Which to get? To buy, to keep?
But will the purchase end
The heart-ache, and the thousand commercial shocks
That mobile technology is heir to? To this a solution
Devoutly I do wish. To buy, to keep,
Perchance of apps and updates Dream; Aye, there’s the rub,
For if I do buy and keep, what new gadgets may come,
Or updates new, that may shuffle mine off its technological coil?

hamlet

I must give pause.

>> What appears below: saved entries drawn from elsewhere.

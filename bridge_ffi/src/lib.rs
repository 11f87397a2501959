//! `extern "C"` surface of the collector bridge.
//!
//! A foreign collector links this library, registers its definitions from the
//! define callback and then calls `start_collector`, which blocks serving the host.
//! Every call names its task by context id; no pointer into either side's memory
//! outlives the call, except values handed out through the `dealloc_*` pairs.

use std::sync::Arc;

use bridge_engine::{Bridge, BridgeSettings, DEFAULT_CONFIG_FILE};
use liblogger::{log_error, log_info, Logger};
use once_cell::sync::Lazy;

pub mod boundary;
pub mod callbacks;
pub mod context_ops;
pub mod define_ops;
pub mod release;

pub use callbacks::{start_collector, CallbackCollector};

static BRIDGE: Lazy<Arc<Bridge>> = Lazy::new(|| {
    let settings = BridgeSettings::from_file(DEFAULT_CONFIG_FILE).unwrap_or_else(|e| {
        log_error!(&format!("Invalid bridge settings, using defaults: {}", e));
        BridgeSettings::default()
    });
    Arc::new(Bridge::new(settings))
});

/// The process-wide bridge every exported function works against.
pub fn bridge() -> &'static Arc<Bridge> {
    &BRIDGE
}

#[ctor::ctor]
fn on_load() {
    Logger::init();
    log_info!("Collector bridge library loaded");
}
//! Random-number collector used to exercise the bridge end to end.

use std::collections::HashMap;
use std::sync::Mutex;

use bridge_core::{Modifiers, ValueKind};
use bridge_engine::{Bridge, BridgeError, BridgeResult, Collector, TaskContext};
use liblogger::{log_debug, log_info, LogLevel};
use liblogger_macros::log_entry_exit;
use rand::Rng;

pub const PLUGIN_NAME: &str = "collector_rand";
pub const PLUGIN_VERSION: &str = env!("CARGO_PKG_VERSION");

const DEFAULT_MAX: i64 = 100;

pub const EXAMPLE_CONFIG: &str = r#"{
    "max": 40,
    "tags": { "source": "demo" }
}"#;

#[derive(Default)]
pub struct RandCollector {
    max_by_task: Mutex<HashMap<String, i64>>,
}

impl RandCollector {
    pub fn new() -> Self {
        Self::default()
    }

    fn max_for(&self, id: &str) -> i64 {
        let guard = match self.max_by_task.lock() {
            Ok(guard) => guard,
            Err(poisoned) => poisoned.into_inner(),
        };
        guard.get(id).copied().unwrap_or(DEFAULT_MAX)
    }
}

impl Collector for RandCollector {
    #[log_entry_exit]
    fn define(&self, bridge: &Bridge) -> BridgeResult<()> {
        bridge.define_metric("/random/integer/value", ValueKind::Int64, "", "Random value (0-max)")?;
        bridge.define_metric("/random/unsigned/value", ValueKind::Uint64, "", "Random unsigned value")?;
        bridge.define_metric("/random/float/value", ValueKind::Double, "ratio", "Random value (0-1)")?;
        bridge.define_metric("/random/[slot]/flag", ValueKind::Bool, "", "Random coin flip per slot")?;
        bridge.define_group("slot", "Coin slot number")?;
        bridge.define_example_config(EXAMPLE_CONFIG)?;
        bridge.define_tasks_per_instance_limit(5)?;
        bridge.define_instances_limit(0)
    }

    fn load(&self, task: &TaskContext<'_>) -> BridgeResult<()> {
        let max = match task.config("max") {
            Some(text) => text
                .parse::<i64>()
                .ok()
                .filter(|max| *max > 0)
                .ok_or_else(|| BridgeError::InvalidArgument(format!("max must be a positive integer, got {:?}", text)))?,
            None => DEFAULT_MAX,
        };

        let mut tags = Modifiers::default();
        for key in task.config_keys()? {
            if let Some(name) = key.strip_prefix("tags.") {
                if let Some(value) = task.config(&key) {
                    tags = tags.with_tag(name, value);
                }
            }
        }
        if !tags.is_empty() {
            task.always_apply("/random/**", tags)?;
        }

        let mut guard = match self.max_by_task.lock() {
            Ok(guard) => guard,
            Err(poisoned) => poisoned.into_inner(),
        };
        guard.insert(task.id().to_string(), max);
        log_info!(&format!("Task {} will draw values up to {}", task.id(), max));
        Ok(())
    }

    fn collect(&self, task: &TaskContext<'_>) -> BridgeResult<()> {
        let max = self.max_for(task.id());
        let mut rng = rand::thread_rng();

        if task.should_process("/random/integer/value") {
            task.add_metric("/random/integer/value", rng.gen_range(0..=max))?;
        }
        if task.should_process("/random/unsigned/value") {
            task.add_metric("/random/unsigned/value", rng.gen::<u64>())?;
        }
        if task.should_process("/random/float/value") {
            let value: f64 = rng.gen();
            task.add_metric_with(
                "/random/float/value",
                value,
                &Modifiers::default().with_tag("max", max.to_string()),
            )?;
        }

        for slot in 0..3 {
            if task.is_done() {
                task.log(LogLevel::Info, "Collect canceled, returning partial results", &[])?;
                return Ok(());
            }
            let name = format!("/random/[slot={}]/flag", slot);
            if task.should_process(&name) {
                task.add_metric(&name, rng.gen_bool(0.5))?;
            }
        }

        if max < 10 {
            task.add_warning("max is below 10, values are barely random")?;
        }
        log_debug!(&format!("Collected random values for task {}", task.id()));
        Ok(())
    }

    fn unload(&self, task: &TaskContext<'_>) -> BridgeResult<()> {
        let mut guard = match self.max_by_task.lock() {
            Ok(guard) => guard,
            Err(poisoned) => poisoned.into_inner(),
        };
        guard.remove(task.id());
        Ok(())
    }
}
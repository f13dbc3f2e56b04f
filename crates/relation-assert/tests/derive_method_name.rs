mod models;

use models::*;
use pretty_assertions::assert_eq;
use relation_assert::{derive_method_name, name, ModelType};

mod shop {
    pub mod catalog {
        pub struct ProductCategory;
    }

    pub struct LineItem<T>(pub T);
}

#[test]
fn comment_singular_and_plural() {
    let ty = ModelType::of::<Comment>();

    assert_eq!(derive_method_name(&ty, true), "comment");
    assert_eq!(derive_method_name(&ty, false), "comments");
}

#[test]
fn qualified_name_uses_short_name() {
    let ty = ModelType::of::<shop::catalog::ProductCategory>();

    assert_eq!(ty.short_name(), "ProductCategory");
    assert_eq!(derive_method_name(&ty, true), "productCategory");
    assert_eq!(derive_method_name(&ty, false), "productCategories");
}

#[test]
fn generic_arguments_are_ignored() {
    let ty = ModelType::of::<shop::LineItem<Comment>>();

    assert_eq!(derive_method_name(&ty, true), "lineItem");
    assert_eq!(derive_method_name(&ty, false), "lineItems");
}

#[test]
fn irregular_plural() {
    assert_eq!(derive_method_name(&ModelType::of::<Person>(), false), "people");
}

#[test]
fn deterministic() {
    let ty = ModelType::of::<Image>();

    for singular in [true, false] {
        assert_eq!(
            derive_method_name(&ty, singular),
            derive_method_name(&ty, singular)
        );
    }
}

#[test]
fn camel_case_and_pluralize() {
    assert_eq!(name::camel_case("BlogPost"), "blogPost");
    assert_eq!(name::camel_case("blog_post"), "blogPost");
    assert_eq!(name::pluralize("blogPost"), "blogPosts");
    assert_eq!(name::pluralize("image"), "images");
}
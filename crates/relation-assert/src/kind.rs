use std::fmt;

/// The category of a relation between two models.
#[derive(Debug, Copy, Clone, PartialEq, Eq, Hash)]
pub enum RelationKind {
    /// The model holds the foreign key of a single related model.
    BelongsTo,

    /// Many-to-many, through a pivot table.
    BelongsToMany,

    /// Any number of related models hold this model's key.
    HasMany,

    /// A single related model holds this model's key.
    HasOne,

    /// Polymorphic owner. The related model's type is stored in a
    /// discriminator field next to its key.
    MorphTo,

    /// Polymorphic has-many.
    MorphMany,
}

impl RelationKind {
    pub const ALL: [RelationKind; 6] = [
        Self::BelongsTo,
        Self::BelongsToMany,
        Self::HasMany,
        Self::HasOne,
        Self::MorphTo,
        Self::MorphMany,
    ];

    pub fn as_str(self) -> &'static str {
        match self {
            Self::BelongsTo => "belongs-to",
            Self::BelongsToMany => "belongs-to-many",
            Self::HasMany => "has-many",
            Self::HasOne => "has-one",
            Self::MorphTo => "morph-to",
            Self::MorphMany => "morph-many",
        }
    }

    pub fn is_polymorphic(self) -> bool {
        matches!(self, Self::MorphTo | Self::MorphMany)
    }

    pub(crate) fn index(self) -> usize {
        match self {
            Self::BelongsTo => 0,
            Self::BelongsToMany => 1,
            Self::HasMany => 2,
            Self::HasOne => 3,
            Self::MorphTo => 4,
            Self::MorphMany => 5,
        }
    }
}

impl fmt::Display for RelationKind {
    fn fmt(&self, f: &mut fmt::Formatter<'_>) -> fmt::Result {
        f.write_str(self.as_str())
    }
}
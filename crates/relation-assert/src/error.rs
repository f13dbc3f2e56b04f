mod kind_mismatch;
mod missing_accessor;
mod morph_type_mismatch;
mod related_mismatch;

use kind_mismatch::KindMismatchError;
use missing_accessor::MissingAccessorError;
use morph_type_mismatch::MorphTypeMismatchError;
use related_mismatch::RelatedMismatchError;
use std::sync::Arc;

/// A failed relation assertion.
#[derive(Clone)]
pub struct Error {
    inner: Arc<ErrorKind>,
}

impl Error {
    fn kind(&self) -> &ErrorKind {
        &self.inner
    }
}

impl std::error::Error for Error {}

impl core::fmt::Display for Error {
    fn fmt(&self, f: &mut core::fmt::Formatter) -> core::fmt::Result {
        core::fmt::Display::fmt(self.kind(), f)
    }
}

impl core::fmt::Debug for Error {
    fn fmt(&self, f: &mut core::fmt::Formatter) -> core::fmt::Result {
        if !f.alternate() {
            core::fmt::Display::fmt(self, f)
        } else {
            f.debug_struct("Error")
                .field("kind", self.kind())
                .finish()
        }
    }
}

#[derive(Debug)]
enum ErrorKind {
    KindMismatch(KindMismatchError),
    RelatedMismatch(RelatedMismatchError),
    MorphTypeMismatch(MorphTypeMismatchError),
    MissingAccessor(MissingAccessorError),
}

impl core::fmt::Display for ErrorKind {
    fn fmt(&self, f: &mut core::fmt::Formatter) -> core::fmt::Result {
        use self::ErrorKind::*;

        match self {
            KindMismatch(err) => core::fmt::Display::fmt(err, f),
            RelatedMismatch(err) => core::fmt::Display::fmt(err, f),
            MorphTypeMismatch(err) => core::fmt::Display::fmt(err, f),
            MissingAccessor(err) => core::fmt::Display::fmt(err, f),
        }
    }
}

impl From<ErrorKind> for Error {
    fn from(kind: ErrorKind) -> Error {
        Error {
            inner: Arc::new(kind),
        }
    }
}
/// Implements the shared parts of a descriptor that targets a single,
/// statically known model type.
macro_rules! typed_relation {
    ($name:ident, $kind:ident) => {
        impl<M: ?Sized> $name<M> {
            pub fn new() -> Self {
                Self {
                    _p: std::marker::PhantomData,
                }
            }
        }

        impl<M: ?Sized> Default for $name<M> {
            fn default() -> Self {
                Self::new()
            }
        }

        impl<M: ?Sized> Clone for $name<M> {
            fn clone(&self) -> Self {
                Self::new()
            }
        }

        impl<M: ?Sized> Copy for $name<M> {}

        impl<M: ?Sized + 'static> $crate::Relation for $name<M> {
            fn kind(&self) -> $crate::RelationKind {
                $crate::RelationKind::$kind
            }

            fn related(&self) -> Option<$crate::ModelType> {
                Some($crate::ModelType::of::<M>())
            }
        }

        impl<M: ?Sized> std::fmt::Debug for $name<M> {
            fn fmt(&self, fmt: &mut std::fmt::Formatter<'_>) -> std::fmt::Result {
                write!(
                    fmt,
                    "{}<{}>",
                    stringify!($name),
                    $crate::model::short_name(std::any::type_name::<M>())
                )
            }
        }

        impl<M: ?Sized + 'static> From<$name<M>> for Box<dyn $crate::Relation> {
            fn from(value: $name<M>) -> Self {
                Box::new(value)
            }
        }
    };
}

mod belongs_to;
pub use belongs_to::BelongsTo;

mod belongs_to_many;
pub use belongs_to_many::BelongsToMany;

mod has_many;
pub use has_many::HasMany;

mod has_one;
pub use has_one::HasOne;

mod morph_many;
pub use morph_many::MorphMany;

mod morph_to;
pub use morph_to::MorphTo;

use crate::{ModelType, RelationKind};

/// A relation returned by a model's relation accessor.
///
/// ORM adapters implement this for their own relation objects. Hand-written
/// models can return one of the descriptors in this module instead.
pub trait Relation {
    fn kind(&self) -> RelationKind;

    /// The model on the other end of the relation.
    ///
    /// `None` when the target is only known at runtime, as for an unresolved
    /// [`MorphTo`].
    fn related(&self) -> Option<ModelType>;

    /// Name of the field storing the related model's type. Only polymorphic
    /// owner relations have one.
    fn morph_type(&self) -> Option<&str> {
        None
    }
}

impl<R: Relation + ?Sized> Relation for Box<R> {
    fn kind(&self) -> RelationKind {
        (**self).kind()
    }

    fn related(&self) -> Option<ModelType> {
        (**self).related()
    }

    fn morph_type(&self) -> Option<&str> {
        (**self).morph_type()
    }
}

impl<R: Relation + ?Sized> Relation for &R {
    fn kind(&self) -> RelationKind {
        (**self).kind()
    }

    fn related(&self) -> Option<ModelType> {
        (**self).related()
    }

    fn morph_type(&self) -> Option<&str> {
        (**self).morph_type()
    }
}

#[cfg(test)]
mod tests {
    use super::*;

    struct Author;

    #[test]
    fn typed_descriptors() {
        let rel = BelongsTo::<Author>::new();
        assert_eq!(rel.kind(), RelationKind::BelongsTo);
        assert_eq!(rel.related(), Some(ModelType::of::<Author>()));
        assert_eq!(rel.morph_type(), None);
        assert_eq!(format!("{rel:?}"), "BelongsTo<Author>");

        assert_eq!(HasMany::<Author>::new().kind(), RelationKind::HasMany);
        assert_eq!(HasOne::<Author>::new().kind(), RelationKind::HasOne);
        assert_eq!(
            BelongsToMany::<Author>::new().kind(),
            RelationKind::BelongsToMany
        );
        assert_eq!(MorphMany::<Author>::new().kind(), RelationKind::MorphMany);
    }

    #[test]
    fn boxed_relation_delegates() {
        let rel: Box<dyn Relation> = MorphTo::new("commentable_type").into();
        assert_eq!(rel.kind(), RelationKind::MorphTo);
        assert_eq!(rel.related(), None);
        assert_eq!(rel.morph_type(), Some("commentable_type"));
    }
}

And also respect
That newbie which could make a Calamity of the device’s life.
Who would bear the drops and scratches of time,
The user’s wrongs, the proud man’s showy cases,
The pangs of rejected friend request, the UI’s lags,
The compatible insolence of Office suites, and the loading times
That our patience unworthily test?
When one might himself his tech Quietus make
With a bare feature phone?

Who would every year phones bear,
To grunt and sweat about every update?
But that the dread of being phone-less,
Of being in an undiscovered Country,
With neither maps nor apps
Puzzles the will,
And makes us rather bear the ills these have,
Than fly to other devices that we know not of.

Thus does tech make Cowards of us all,
And thus indeed the Native hue of Common Sense
Is sicklied o’er, with the pale cast of Tech terror
And grand plans to purchase simple gizmos,
To just call and text turn awry,
And lose the name of Action.

With due apologies to Shakespeare. Here’s the original version of the speech.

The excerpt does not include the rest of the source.